*Problem to solve*:
Only lines that contain the string "argument" should be returned from the material below.

*Raw data*:
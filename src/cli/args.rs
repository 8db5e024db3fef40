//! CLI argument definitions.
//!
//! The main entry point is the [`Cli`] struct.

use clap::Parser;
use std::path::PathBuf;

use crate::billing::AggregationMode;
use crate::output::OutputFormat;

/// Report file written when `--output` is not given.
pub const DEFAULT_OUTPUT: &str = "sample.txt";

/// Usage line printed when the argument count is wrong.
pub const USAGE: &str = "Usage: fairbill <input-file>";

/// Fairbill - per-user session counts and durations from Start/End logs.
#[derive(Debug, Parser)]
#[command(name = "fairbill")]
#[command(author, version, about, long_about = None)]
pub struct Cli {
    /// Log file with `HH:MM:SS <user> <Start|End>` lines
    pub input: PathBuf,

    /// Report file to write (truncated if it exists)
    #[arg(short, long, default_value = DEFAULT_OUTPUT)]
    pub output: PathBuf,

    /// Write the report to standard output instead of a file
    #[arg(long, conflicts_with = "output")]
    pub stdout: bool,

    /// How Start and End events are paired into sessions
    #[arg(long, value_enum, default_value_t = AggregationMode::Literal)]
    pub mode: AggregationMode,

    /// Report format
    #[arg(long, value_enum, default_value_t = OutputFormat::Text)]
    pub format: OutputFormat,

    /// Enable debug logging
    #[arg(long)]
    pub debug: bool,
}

*The completed task*:
//! CLI argument definitions.
/// Usage line printed when the argument count is wrong.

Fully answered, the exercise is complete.